(Collected data entries)
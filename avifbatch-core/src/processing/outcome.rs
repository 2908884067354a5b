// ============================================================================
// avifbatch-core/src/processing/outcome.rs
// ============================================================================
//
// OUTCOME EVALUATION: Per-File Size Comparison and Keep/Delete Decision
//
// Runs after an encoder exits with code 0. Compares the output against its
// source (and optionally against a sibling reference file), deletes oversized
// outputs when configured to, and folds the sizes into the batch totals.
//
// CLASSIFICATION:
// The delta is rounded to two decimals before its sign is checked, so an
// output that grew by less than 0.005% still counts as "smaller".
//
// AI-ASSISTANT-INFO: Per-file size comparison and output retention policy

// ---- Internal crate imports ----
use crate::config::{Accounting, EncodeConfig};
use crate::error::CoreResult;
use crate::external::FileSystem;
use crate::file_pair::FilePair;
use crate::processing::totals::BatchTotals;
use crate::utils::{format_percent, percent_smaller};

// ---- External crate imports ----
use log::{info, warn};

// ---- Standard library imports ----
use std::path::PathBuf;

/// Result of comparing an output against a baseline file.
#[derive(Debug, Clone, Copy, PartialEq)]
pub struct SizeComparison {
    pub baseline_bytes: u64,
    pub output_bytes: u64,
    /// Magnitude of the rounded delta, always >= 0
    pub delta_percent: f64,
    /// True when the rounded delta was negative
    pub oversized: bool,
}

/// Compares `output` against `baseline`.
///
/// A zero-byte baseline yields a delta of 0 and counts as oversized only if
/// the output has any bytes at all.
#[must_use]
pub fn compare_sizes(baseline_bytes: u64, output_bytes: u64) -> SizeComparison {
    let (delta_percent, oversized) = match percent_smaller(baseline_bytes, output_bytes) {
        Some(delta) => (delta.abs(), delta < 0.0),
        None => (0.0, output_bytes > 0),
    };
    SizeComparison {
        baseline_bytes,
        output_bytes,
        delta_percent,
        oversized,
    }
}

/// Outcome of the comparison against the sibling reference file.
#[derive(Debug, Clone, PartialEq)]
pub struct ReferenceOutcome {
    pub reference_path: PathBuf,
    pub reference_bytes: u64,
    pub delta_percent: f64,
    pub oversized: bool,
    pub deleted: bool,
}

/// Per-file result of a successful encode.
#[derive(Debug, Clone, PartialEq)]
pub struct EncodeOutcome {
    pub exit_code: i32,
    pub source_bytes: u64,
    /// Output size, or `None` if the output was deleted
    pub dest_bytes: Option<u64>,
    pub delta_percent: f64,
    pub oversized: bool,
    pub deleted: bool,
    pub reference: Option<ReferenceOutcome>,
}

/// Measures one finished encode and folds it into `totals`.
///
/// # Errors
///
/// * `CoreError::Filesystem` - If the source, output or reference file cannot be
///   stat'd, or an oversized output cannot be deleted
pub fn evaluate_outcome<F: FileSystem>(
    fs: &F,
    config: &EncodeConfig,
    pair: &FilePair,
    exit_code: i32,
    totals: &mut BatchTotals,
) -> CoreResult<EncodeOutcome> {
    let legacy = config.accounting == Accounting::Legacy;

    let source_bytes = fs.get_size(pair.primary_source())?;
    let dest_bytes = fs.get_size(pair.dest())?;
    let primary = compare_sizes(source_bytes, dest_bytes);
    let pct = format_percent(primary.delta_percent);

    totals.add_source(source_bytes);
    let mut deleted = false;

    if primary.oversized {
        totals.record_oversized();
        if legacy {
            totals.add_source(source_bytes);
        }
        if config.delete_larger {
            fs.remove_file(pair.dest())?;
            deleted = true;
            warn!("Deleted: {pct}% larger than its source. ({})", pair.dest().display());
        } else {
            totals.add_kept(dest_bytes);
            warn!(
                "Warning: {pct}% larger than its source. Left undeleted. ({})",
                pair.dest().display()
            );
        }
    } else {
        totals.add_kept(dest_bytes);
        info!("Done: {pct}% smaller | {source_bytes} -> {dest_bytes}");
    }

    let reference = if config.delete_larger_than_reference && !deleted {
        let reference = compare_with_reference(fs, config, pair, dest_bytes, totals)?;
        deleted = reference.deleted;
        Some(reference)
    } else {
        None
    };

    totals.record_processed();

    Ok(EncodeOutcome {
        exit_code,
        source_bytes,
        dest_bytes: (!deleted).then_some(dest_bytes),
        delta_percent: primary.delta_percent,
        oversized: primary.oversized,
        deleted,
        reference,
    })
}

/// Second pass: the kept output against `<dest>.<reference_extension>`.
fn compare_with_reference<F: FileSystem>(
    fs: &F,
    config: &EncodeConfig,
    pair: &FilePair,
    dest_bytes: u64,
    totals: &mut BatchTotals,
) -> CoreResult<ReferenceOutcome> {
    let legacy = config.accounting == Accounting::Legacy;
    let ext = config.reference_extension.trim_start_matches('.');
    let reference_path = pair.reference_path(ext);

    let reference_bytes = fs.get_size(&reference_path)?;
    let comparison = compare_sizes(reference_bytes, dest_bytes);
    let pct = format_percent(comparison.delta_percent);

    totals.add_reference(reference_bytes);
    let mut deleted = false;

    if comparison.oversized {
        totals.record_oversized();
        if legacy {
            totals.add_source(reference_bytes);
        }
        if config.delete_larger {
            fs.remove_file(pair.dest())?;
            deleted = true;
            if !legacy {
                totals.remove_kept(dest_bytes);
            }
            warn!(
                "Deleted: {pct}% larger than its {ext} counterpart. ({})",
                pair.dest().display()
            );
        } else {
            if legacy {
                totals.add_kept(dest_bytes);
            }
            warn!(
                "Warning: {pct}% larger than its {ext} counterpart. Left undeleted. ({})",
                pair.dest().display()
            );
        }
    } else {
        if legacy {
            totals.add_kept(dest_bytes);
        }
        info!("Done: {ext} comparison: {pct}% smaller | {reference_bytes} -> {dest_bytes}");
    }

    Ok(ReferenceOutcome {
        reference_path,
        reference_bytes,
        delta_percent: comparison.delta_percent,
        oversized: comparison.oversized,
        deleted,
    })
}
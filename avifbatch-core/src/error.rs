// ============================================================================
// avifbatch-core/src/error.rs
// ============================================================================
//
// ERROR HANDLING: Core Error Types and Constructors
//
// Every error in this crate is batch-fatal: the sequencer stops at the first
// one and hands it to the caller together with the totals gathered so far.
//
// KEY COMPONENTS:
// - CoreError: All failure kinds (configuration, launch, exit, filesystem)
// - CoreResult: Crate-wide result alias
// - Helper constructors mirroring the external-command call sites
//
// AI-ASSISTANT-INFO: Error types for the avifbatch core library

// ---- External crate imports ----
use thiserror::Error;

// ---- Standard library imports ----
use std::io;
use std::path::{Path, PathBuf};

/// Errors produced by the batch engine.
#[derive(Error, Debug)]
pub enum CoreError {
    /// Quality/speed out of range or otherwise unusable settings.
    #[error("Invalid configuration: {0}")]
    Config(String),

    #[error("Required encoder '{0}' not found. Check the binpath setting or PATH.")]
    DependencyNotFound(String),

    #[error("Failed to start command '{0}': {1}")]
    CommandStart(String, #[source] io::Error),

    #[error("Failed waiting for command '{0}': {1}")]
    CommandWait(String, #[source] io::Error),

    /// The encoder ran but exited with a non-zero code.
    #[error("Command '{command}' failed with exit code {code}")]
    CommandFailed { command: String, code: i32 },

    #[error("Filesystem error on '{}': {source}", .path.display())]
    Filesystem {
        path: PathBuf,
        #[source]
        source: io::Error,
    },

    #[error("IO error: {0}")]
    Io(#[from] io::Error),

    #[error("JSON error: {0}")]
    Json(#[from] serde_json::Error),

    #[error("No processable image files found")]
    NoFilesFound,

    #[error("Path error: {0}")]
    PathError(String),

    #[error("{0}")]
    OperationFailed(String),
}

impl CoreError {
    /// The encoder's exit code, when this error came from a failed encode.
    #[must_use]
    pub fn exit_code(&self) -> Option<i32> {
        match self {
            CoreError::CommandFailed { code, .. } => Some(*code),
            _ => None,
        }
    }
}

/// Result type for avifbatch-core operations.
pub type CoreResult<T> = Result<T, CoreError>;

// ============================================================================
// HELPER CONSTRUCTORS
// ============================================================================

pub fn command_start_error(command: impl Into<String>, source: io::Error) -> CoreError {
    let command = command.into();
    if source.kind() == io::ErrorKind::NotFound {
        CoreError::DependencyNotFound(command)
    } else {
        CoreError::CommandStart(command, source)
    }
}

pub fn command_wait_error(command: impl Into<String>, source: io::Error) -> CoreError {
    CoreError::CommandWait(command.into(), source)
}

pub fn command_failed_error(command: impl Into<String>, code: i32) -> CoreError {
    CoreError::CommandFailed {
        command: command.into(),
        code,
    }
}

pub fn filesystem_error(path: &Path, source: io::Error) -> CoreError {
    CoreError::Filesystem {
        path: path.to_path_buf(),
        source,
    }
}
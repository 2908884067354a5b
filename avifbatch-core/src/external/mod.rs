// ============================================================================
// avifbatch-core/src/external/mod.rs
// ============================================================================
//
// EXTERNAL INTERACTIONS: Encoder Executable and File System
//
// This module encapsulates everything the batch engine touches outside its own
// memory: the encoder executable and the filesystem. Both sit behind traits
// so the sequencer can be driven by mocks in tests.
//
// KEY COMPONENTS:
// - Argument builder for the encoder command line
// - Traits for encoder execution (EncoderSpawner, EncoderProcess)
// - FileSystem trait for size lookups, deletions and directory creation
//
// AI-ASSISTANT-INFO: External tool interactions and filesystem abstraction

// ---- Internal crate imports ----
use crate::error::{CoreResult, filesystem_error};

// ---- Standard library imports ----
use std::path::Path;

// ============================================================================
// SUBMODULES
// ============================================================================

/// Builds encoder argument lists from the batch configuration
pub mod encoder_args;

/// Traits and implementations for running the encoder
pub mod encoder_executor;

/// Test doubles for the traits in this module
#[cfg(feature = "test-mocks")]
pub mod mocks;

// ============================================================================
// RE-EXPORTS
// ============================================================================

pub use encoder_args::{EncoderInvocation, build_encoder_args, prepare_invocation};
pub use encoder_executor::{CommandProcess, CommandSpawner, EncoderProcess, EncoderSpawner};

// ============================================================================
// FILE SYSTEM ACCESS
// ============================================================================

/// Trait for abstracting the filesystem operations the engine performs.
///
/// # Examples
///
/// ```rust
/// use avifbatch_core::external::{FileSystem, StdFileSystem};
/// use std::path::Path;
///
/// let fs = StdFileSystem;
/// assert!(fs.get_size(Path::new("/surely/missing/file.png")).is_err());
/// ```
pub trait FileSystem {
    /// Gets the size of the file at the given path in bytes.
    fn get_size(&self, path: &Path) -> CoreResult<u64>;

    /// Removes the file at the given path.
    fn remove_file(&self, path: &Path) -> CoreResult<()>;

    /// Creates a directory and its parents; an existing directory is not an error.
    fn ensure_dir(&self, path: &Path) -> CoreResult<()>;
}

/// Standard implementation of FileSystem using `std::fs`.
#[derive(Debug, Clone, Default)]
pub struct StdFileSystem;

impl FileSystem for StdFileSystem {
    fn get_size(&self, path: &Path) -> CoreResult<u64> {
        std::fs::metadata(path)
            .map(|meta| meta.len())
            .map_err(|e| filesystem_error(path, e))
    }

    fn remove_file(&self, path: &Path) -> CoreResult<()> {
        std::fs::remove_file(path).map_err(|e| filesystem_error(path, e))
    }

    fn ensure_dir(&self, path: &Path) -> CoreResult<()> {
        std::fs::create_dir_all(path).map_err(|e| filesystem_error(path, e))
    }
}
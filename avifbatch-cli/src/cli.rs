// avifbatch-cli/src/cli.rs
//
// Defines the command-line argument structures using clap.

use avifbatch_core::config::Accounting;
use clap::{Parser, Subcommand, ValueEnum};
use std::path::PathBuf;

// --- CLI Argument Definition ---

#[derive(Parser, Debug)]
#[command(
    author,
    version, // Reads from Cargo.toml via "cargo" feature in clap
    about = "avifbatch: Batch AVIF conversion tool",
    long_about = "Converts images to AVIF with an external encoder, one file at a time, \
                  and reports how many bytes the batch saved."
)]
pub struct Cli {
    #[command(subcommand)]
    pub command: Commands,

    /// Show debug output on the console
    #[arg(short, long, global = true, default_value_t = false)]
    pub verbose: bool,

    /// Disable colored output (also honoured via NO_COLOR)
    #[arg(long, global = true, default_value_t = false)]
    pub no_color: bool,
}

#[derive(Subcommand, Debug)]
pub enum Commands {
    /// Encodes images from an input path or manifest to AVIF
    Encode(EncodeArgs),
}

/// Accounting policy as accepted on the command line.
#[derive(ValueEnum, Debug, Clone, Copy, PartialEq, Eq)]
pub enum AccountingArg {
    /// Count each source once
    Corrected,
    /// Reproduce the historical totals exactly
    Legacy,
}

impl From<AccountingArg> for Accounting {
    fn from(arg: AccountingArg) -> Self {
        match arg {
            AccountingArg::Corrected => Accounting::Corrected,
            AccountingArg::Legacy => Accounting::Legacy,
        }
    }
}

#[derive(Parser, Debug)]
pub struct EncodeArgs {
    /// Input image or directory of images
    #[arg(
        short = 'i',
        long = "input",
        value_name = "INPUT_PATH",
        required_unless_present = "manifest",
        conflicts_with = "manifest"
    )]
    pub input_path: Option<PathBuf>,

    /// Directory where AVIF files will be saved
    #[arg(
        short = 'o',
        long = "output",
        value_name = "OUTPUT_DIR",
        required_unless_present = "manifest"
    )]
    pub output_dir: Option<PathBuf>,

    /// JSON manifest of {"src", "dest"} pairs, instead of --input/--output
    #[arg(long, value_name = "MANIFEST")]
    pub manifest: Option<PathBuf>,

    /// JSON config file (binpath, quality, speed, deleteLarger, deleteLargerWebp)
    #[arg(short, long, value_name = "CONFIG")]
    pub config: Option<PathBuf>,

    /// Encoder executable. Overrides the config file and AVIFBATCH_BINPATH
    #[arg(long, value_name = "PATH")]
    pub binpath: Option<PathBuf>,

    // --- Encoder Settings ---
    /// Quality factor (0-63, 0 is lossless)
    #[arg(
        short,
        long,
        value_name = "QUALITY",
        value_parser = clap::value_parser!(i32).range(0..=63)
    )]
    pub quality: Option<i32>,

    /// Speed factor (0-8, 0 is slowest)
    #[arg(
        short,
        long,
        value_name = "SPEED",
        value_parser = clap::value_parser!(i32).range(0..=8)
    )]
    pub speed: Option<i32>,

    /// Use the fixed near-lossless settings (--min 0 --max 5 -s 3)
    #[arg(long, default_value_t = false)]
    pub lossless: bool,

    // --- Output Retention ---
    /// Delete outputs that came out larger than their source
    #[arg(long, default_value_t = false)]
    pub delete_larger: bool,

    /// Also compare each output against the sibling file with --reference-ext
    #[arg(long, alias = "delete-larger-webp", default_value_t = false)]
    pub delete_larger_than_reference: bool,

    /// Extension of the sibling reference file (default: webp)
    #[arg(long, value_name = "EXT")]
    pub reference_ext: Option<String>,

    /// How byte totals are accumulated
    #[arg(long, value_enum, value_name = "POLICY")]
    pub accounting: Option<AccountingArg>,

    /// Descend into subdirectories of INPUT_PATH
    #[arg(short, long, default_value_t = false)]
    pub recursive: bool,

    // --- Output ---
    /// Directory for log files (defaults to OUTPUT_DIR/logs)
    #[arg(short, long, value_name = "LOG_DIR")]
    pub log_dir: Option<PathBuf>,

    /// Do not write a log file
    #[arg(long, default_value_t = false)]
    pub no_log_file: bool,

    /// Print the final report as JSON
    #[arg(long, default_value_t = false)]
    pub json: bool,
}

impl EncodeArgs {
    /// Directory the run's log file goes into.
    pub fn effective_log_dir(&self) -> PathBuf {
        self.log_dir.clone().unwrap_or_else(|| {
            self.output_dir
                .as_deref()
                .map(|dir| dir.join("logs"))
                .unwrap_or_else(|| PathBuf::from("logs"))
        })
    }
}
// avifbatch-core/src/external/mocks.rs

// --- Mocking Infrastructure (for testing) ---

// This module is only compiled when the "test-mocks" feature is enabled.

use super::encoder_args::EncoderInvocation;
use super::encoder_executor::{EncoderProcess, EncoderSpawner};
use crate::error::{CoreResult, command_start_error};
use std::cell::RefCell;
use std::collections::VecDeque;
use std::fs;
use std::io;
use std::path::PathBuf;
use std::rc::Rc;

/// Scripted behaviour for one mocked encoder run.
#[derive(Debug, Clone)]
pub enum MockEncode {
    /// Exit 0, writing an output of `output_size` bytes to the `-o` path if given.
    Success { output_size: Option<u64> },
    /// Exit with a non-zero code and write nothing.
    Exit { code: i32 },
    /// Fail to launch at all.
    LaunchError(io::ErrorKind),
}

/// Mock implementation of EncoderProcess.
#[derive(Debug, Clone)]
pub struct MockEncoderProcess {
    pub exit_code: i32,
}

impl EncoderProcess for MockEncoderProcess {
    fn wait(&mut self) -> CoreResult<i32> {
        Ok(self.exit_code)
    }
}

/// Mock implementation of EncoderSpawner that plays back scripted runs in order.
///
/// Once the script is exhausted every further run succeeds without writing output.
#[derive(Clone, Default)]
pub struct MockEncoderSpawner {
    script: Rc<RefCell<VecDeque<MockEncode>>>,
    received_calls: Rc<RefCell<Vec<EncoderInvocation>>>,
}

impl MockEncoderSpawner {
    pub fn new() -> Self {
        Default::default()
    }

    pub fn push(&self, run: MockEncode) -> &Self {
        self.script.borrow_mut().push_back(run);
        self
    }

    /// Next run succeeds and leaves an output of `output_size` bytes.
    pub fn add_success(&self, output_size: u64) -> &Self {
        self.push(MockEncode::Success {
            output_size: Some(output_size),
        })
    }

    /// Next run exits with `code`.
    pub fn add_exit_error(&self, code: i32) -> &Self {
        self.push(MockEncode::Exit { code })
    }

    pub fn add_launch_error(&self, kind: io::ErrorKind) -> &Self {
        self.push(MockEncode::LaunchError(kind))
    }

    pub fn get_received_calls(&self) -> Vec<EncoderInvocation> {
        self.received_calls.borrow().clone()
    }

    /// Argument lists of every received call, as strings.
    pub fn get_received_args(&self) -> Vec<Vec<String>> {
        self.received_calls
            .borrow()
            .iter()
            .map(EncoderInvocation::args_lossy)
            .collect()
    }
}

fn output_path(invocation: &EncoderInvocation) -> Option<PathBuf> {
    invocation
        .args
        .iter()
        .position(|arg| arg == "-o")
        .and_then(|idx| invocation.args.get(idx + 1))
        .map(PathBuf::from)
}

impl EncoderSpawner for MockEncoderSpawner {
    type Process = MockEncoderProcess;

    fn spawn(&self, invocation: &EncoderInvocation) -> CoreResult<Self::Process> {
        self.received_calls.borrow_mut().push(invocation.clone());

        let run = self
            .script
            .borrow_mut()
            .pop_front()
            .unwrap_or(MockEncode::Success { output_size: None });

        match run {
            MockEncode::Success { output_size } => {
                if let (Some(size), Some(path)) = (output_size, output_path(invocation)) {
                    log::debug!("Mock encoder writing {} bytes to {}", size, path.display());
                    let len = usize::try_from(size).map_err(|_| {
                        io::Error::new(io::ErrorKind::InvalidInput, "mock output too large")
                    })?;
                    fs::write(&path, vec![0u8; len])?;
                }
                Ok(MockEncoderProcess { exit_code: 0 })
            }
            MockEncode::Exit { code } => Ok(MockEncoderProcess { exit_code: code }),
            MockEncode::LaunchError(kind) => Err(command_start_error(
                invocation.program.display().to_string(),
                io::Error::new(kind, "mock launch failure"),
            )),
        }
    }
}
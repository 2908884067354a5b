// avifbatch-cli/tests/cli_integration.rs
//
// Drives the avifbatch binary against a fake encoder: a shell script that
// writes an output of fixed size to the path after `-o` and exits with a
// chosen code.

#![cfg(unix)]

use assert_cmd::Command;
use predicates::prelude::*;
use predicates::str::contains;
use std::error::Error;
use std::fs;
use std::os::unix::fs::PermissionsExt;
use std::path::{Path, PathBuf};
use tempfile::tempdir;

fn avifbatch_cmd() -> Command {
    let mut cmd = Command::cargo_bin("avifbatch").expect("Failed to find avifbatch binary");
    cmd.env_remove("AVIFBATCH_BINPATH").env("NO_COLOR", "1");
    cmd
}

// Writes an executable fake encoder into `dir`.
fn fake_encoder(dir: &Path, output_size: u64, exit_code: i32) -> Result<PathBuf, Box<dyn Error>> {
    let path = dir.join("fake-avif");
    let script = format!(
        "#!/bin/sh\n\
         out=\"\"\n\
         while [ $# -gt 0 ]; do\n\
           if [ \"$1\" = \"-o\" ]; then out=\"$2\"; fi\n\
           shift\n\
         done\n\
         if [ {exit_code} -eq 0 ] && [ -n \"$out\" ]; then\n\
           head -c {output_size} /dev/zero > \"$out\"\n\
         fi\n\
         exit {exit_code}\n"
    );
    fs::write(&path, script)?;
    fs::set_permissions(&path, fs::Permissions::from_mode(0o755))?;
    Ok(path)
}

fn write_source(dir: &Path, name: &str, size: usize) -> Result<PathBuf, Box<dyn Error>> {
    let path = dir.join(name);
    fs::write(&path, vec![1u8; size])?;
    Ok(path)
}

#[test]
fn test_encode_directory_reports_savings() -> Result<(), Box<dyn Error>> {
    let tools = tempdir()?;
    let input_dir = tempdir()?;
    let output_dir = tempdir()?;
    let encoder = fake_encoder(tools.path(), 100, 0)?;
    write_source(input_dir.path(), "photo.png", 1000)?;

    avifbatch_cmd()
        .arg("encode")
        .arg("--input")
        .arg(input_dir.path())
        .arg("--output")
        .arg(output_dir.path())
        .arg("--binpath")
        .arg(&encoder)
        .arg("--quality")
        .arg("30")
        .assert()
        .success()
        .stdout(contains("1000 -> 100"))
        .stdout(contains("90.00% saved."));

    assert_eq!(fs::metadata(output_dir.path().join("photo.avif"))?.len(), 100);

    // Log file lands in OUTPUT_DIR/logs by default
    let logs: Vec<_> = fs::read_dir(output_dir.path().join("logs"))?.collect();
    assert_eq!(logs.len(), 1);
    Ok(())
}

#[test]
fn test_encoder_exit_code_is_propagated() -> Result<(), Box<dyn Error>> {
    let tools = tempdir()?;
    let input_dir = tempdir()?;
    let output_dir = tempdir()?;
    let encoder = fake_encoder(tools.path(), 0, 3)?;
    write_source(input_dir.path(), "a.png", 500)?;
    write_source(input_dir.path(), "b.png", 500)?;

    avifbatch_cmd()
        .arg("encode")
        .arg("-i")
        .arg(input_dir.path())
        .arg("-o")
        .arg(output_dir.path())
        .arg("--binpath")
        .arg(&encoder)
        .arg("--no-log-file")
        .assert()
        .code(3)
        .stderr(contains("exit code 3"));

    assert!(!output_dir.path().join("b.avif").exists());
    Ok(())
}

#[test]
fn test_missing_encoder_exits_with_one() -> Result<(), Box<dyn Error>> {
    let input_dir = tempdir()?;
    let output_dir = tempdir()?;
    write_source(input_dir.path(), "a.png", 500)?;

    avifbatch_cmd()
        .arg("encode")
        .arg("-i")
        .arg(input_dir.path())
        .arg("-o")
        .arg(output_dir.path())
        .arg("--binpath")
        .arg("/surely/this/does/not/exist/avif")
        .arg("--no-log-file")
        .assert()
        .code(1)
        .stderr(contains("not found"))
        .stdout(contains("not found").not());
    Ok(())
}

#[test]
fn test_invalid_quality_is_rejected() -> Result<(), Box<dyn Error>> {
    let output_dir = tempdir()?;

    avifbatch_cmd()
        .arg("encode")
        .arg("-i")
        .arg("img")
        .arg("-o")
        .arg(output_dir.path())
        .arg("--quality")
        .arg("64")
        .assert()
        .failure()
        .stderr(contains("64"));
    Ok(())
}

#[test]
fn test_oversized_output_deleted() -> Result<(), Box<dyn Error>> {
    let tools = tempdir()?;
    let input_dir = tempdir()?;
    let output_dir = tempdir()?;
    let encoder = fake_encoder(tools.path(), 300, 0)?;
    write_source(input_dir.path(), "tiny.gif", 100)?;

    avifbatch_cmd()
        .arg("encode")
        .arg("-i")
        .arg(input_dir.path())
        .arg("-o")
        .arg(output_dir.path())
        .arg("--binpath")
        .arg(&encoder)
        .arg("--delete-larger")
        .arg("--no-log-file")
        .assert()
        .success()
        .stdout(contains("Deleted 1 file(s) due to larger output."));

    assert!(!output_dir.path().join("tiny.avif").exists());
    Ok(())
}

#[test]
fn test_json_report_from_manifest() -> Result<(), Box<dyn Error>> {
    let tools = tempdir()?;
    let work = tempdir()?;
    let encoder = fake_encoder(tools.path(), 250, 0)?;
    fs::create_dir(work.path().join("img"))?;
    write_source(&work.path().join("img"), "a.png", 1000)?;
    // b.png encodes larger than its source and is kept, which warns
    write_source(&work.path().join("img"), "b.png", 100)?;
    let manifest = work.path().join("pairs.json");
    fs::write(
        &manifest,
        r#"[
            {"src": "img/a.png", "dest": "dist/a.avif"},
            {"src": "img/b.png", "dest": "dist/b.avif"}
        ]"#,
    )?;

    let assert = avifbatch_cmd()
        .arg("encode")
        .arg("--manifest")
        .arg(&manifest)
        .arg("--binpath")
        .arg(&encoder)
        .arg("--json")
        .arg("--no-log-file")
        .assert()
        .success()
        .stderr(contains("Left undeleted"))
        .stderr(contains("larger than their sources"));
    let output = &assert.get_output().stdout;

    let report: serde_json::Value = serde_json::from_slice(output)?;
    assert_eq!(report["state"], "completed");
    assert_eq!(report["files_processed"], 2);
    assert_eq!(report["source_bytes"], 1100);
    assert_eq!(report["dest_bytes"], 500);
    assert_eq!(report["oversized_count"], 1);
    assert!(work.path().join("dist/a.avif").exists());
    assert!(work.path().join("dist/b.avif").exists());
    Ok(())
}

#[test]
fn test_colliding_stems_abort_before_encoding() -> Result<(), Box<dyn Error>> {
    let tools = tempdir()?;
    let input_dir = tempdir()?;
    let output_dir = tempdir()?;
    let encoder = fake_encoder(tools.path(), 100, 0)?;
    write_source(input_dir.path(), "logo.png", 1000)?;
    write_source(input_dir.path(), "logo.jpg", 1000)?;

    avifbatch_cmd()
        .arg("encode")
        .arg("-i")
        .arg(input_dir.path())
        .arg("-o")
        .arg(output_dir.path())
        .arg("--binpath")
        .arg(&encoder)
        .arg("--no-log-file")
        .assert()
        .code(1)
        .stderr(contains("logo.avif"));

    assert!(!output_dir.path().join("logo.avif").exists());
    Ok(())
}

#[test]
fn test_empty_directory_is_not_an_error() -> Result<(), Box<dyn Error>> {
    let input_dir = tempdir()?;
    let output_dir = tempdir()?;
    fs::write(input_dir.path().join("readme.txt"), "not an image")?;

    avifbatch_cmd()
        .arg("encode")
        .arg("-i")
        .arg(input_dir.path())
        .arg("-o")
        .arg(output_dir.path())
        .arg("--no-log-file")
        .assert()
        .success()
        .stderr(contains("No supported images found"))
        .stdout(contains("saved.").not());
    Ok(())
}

* _WHAT YOU WILL DO_
Every line above that holds the string "dist" counts once. State how many such lines there are, as a number alone.

* _OUTPUT OF THE EXERCISE_
4